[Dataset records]
-------
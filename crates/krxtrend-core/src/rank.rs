//! Marker-based parsing of the published ranking table.
//!
//! The feed is a markdown post with one embedded pipe-delimited table whose
//! header order drifts between publications. Columns are therefore located
//! by content marker, never by fixed position.

use serde::{Deserialize, Serialize};

use crate::domain::{StockCode, TradeDate};
use crate::error::AnalysisError;
use crate::http::{self, HttpClient};
use crate::locations::DataLocations;

/// Header marker of the relative-strength column.
pub const RANK_MARKER: &str = "상대강도";

/// One security's relative-strength score for a date.
#[derive(Debug, Clone, PartialEq, Serialize, Deserialize)]
pub struct RankRecord {
    pub code: StockCode,
    /// Percentile-like score in 0..=100. NaN when the source cell held no
    /// leading digits.
    pub score: f64,
}

/// Fetch the ranking table for `date` and extract one security's record.
pub async fn fetch_rank(
    client: &dyn HttpClient,
    locations: &DataLocations,
    date: TradeDate,
    code: &StockCode,
) -> Result<RankRecord, AnalysisError> {
    let document = http::fetch_text(client, locations.rank_document(date)).await?;
    parse_rank(&document, code)?.ok_or_else(|| AnalysisError::RankNotPresent {
        code: code.clone(),
        date,
    })
}

/// Extract one security's rank record from the document, or `None` when the
/// security is absent from an otherwise valid table.
pub fn parse_rank(document: &str, code: &StockCode) -> Result<Option<RankRecord>, AnalysisError> {
    let (header, rows) = find_table(document, RANK_MARKER, "ranking table")?;

    let rank_column = header
        .iter()
        .position(|cell| cell.contains(RANK_MARKER))
        .ok_or_else(|| AnalysisError::Malformed {
            what: "ranking table",
            detail: format!("no column header contains '{RANK_MARKER}'"),
        })?;

    for cells in rows {
        // Rows whose first column carries no bracketed code are footers or
        // malformed filler; skip them.
        let Some(row_code) = bracketed_code(cells.first().map(String::as_str).unwrap_or("")) else {
            continue;
        };

        if &row_code == code {
            let score = cells
                .get(rank_column)
                .and_then(|cell| leading_decimal(cell))
                .unwrap_or(f64::NAN);
            return Ok(Some(RankRecord {
                code: row_code,
                score,
            }));
        }
    }

    Ok(None)
}

/// Locate the embedded pipe table whose header contains `marker`.
///
/// Returns the trimmed header cells and the data rows (the separator row
/// after the header and blank lines are dropped).
pub(crate) fn find_table(
    document: &str,
    marker: &str,
    what: &'static str,
) -> Result<(Vec<String>, Vec<Vec<String>>), AnalysisError> {
    let lines: Vec<&str> = document.lines().collect();
    let start = lines
        .iter()
        .position(|line| line.starts_with('|') && line.contains(marker))
        .ok_or_else(|| AnalysisError::Malformed {
            what,
            detail: format!("no table header line contains '{marker}'"),
        })?;

    let mut table_lines = lines[start..]
        .iter()
        .filter(|line| line.starts_with('|'));

    let header = table_lines
        .next()
        .map(|line| split_row(line))
        .unwrap_or_default();
    // The line after the header is the |---|---| separator row.
    let rows = table_lines
        .skip(1)
        .map(|line| split_row(line))
        .filter(|cells| !cells.iter().all(String::is_empty))
        .collect();

    Ok((header, rows))
}

/// Split a pipe-delimited row into trimmed cells.
pub(crate) fn split_row(line: &str) -> Vec<String> {
    line.trim()
        .trim_start_matches('|')
        .trim_end_matches('|')
        .split('|')
        .map(|cell| cell.trim().to_owned())
        .collect()
}

/// Extract a bracketed six-digit code (`[005930]`) embedded in a cell.
pub(crate) fn bracketed_code(cell: &str) -> Option<StockCode> {
    let mut rest = cell;
    while let Some(open) = rest.find('[') {
        let candidate = &rest[open + 1..];
        let digits: String = candidate.chars().take_while(char::is_ascii_digit).collect();
        if digits.len() == 6 && candidate[digits.len()..].starts_with(']') {
            return StockCode::parse(&digits).ok();
        }
        rest = &rest[open + 1..];
    }
    None
}

/// Parse the leading run of decimal digits (with an optional fraction) in a
/// cell, ignoring trailing annotation text. `None` when the cell does not
/// start with a digit.
pub(crate) fn leading_decimal(cell: &str) -> Option<f64> {
    let digits = cell.bytes().take_while(u8::is_ascii_digit).count();
    if digits == 0 {
        return None;
    }

    let mut end = digits;
    let rest = &cell[digits..];
    if rest.starts_with('.') {
        let fraction = rest[1..].bytes().take_while(u8::is_ascii_digit).count();
        if fraction > 0 {
            end += 1 + fraction;
        }
    }

    cell[..end].parse().ok()
}

#[cfg(test)]
mod tests {
    use super::*;

    const DOCUMENT: &str = "\
---\n\
layout: post\n\
title: 상대강도 순위\n\
---\n\
\n\
오늘의 순위입니다.\n\
\n\
| 종목명 | 섹터 | 상대강도 1M | 거래량 |\n\
|---|---|---|---|\n\
| [005930](https://finance.daum.net/quotes/A005930) 삼성전자 | 반도체 | 87 (+2) | 12,345 |\n\
| [035720](https://finance.daum.net/quotes/A035720) 카카오 | 서비스 | 64.5 | 9,876 |\n\
| 합계 | | | |\n";

    fn code(value: &str) -> StockCode {
        StockCode::parse(value).expect("valid code")
    }

    #[test]
    fn extracts_rank_for_present_code() {
        let record = parse_rank(DOCUMENT, &code("005930"))
            .expect("table should parse")
            .expect("code should be present");
        assert_eq!(record.score, 87.0);
    }

    #[test]
    fn parses_fractional_scores() {
        let record = parse_rank(DOCUMENT, &code("035720"))
            .expect("table should parse")
            .expect("code should be present");
        assert_eq!(record.score, 64.5);
    }

    #[test]
    fn absent_code_is_none_not_error() {
        let record = parse_rank(DOCUMENT, &code("000001")).expect("table should parse");
        assert!(record.is_none());
    }

    #[test]
    fn survives_reordered_columns() {
        // Same data with the rank column moved first; the marker lookup must
        // still find it.
        let reordered = "\
| 상대강도 1M | 종목명 | 섹터 |\n\
|---|---|---|\n\
| 87 | [005930](https://finance.daum.net/quotes/A005930) 삼성전자 | 반도체 |\n";
        let record = parse_rank(reordered, &code("005930"))
            .expect("table should parse")
            .expect("code should be present");
        assert_eq!(record.score, 87.0);
    }

    #[test]
    fn document_without_marker_table_is_malformed() {
        let err = parse_rank("본문만 있는 문서", &code("005930")).expect_err("must fail");
        assert!(matches!(err, AnalysisError::Malformed { .. }));
    }

    #[test]
    fn unparsable_rank_cell_yields_nan_score() {
        let document = "\
| 종목명 | 상대강도 |\n\
|---|---|\n\
| [005930](x) | n/a |\n";
        let record = parse_rank(document, &code("005930"))
            .expect("table should parse")
            .expect("code should be present");
        assert!(record.score.is_nan());
    }

    #[test]
    fn bracketed_code_requires_exactly_six_digits() {
        assert_eq!(
            bracketed_code("[005930](link)"),
            Some(code("005930")),
        );
        assert!(bracketed_code("[0059301](link)").is_none());
        assert!(bracketed_code("[A05930](link)").is_none());
        assert!(bracketed_code("no code here").is_none());
    }

    #[test]
    fn leading_decimal_ignores_trailing_annotation() {
        assert_eq!(leading_decimal("87 (+2)"), Some(87.0));
        assert_eq!(leading_decimal("64.5"), Some(64.5));
        assert_eq!(leading_decimal("12."), Some(12.0));
        assert_eq!(leading_decimal("n/a"), None);
    }
}
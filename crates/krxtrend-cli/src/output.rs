use std::io::Write;

use crate::error::CliError;

/// Write the rendered result to stdout.
pub fn render(text: &str) -> Result<(), CliError> {
    let stdout = std::io::stdout();
    let mut handle = stdout.lock();
    writeln!(handle, "{text}")?;
    Ok(())
}

/// Serialize a value as JSON, optionally pretty-printed.
pub fn to_json<T: serde::Serialize>(value: &T, pretty: bool) -> Result<String, CliError> {
    let rendered = if pretty {
        serde_json::to_string_pretty(value)?
    } else {
        serde_json::to_string(value)?
    };
    Ok(rendered)
}
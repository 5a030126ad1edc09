//! CLI argument definitions for krxtrend.
//!
//! # Commands
//!
//! | Command | Description |
//! |---------|-------------|
//! | `analyze` | Evaluate one security against the trend template |
//! | `resolve` | Resolve free-text input to a canonical (code, name) pair |
//! | `list` | Show the latest published pass list, diffed day over day |
//!
//! # Global Options
//!
//! | Option | Default | Description |
//! |--------|---------|-------------|
//! | `--format` | `text` | Output format (text, json) |
//! | `--pretty` | `false` | Pretty-print JSON output |
//! | `--timeout-ms` | `3000` | Per-request timeout in ms |
//! | `--listing-url` | published mirror | Listing table location |
//! | `--post-base` | published mirror | Per-date post directory |
//! | `--price-base` | published mirror | Per-date price directory |

use clap::{Args, Parser, Subcommand, ValueEnum};

/// 📈 krxtrend - KRX trend-template checklist CLI
///
/// Evaluates a KRX equity against the eight-point trend template using the
/// published relative-strength and price-history feeds.
#[derive(Debug, Parser)]
#[command(
    name = "krxtrend",
    author,
    version,
    about = "KRX trend-template checklist CLI"
)]
pub struct Cli {
    /// Output format for results.
    #[arg(long, global = true, value_enum, default_value_t = OutputFormat::Text)]
    pub format: OutputFormat,

    /// Pretty-print JSON output with indentation.
    #[arg(long, global = true, default_value_t = false)]
    pub pretty: bool,

    /// Per-request timeout budget in milliseconds.
    #[arg(long, global = true, default_value_t = 3000)]
    pub timeout_ms: u64,

    /// Override the listing table location.
    #[arg(long, global = true)]
    pub listing_url: Option<String>,

    /// Override the per-date post directory (rank and trend-list documents).
    #[arg(long, global = true)]
    pub post_base: Option<String>,

    /// Override the per-date price history directory.
    #[arg(long, global = true)]
    pub price_base: Option<String>,

    #[command(subcommand)]
    pub command: Command,
}

/// Output format options.
#[derive(Debug, Clone, Copy, PartialEq, Eq, ValueEnum)]
pub enum OutputFormat {
    /// Human-readable report text.
    Text,
    /// Single JSON object output.
    Json,
}

/// Available CLI commands.
#[derive(Debug, Subcommand)]
pub enum Command {
    /// ✅ Evaluate one security against the trend template.
    ///
    /// Accepts a six-digit code or free text containing a listed name.
    ///
    /// # Examples
    ///
    ///   krxtrend analyze 005930
    ///   krxtrend analyze 삼성전자
    ///   krxtrend analyze 카카오 --window 10 --format json
    Analyze(AnalyzeArgs),

    /// 🔍 Resolve free-text input to a canonical (code, name) pair.
    ///
    /// # Examples
    ///
    ///   krxtrend resolve "삼성전자우 매수"
    Resolve(ResolveArgs),

    /// 📋 Show the latest published pass list, diffed against the
    /// previous publication.
    ///
    /// # Examples
    ///
    ///   krxtrend list
    ///   krxtrend list --format json --pretty
    List(ListArgs),
}

/// Arguments for the `analyze` command.
#[derive(Debug, Args)]
pub struct AnalyzeArgs {
    /// Security code or free text containing a listed name.
    #[arg(required = true, num_args = 1..)]
    pub query: Vec<String>,

    /// Lookback window in calendar days.
    #[arg(long, default_value_t = 30)]
    pub window: u32,
}

/// Arguments for the `resolve` command.
#[derive(Debug, Args)]
pub struct ResolveArgs {
    /// Free-form input (code or text containing a listed name).
    #[arg(required = true, num_args = 1..)]
    pub query: Vec<String>,
}

/// Arguments for the `list` command.
#[derive(Debug, Args)]
pub struct ListArgs {}

impl AnalyzeArgs {
    pub fn query_text(&self) -> String {
        self.query.join(" ")
    }
}

impl ResolveArgs {
    pub fn query_text(&self) -> String {
        self.query.join(" ")
    }
}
-------
*About this exercise:*
Only a number belongs in the answer: the number of lines in the preceding data that hold "bytes".

*Solution below:*
2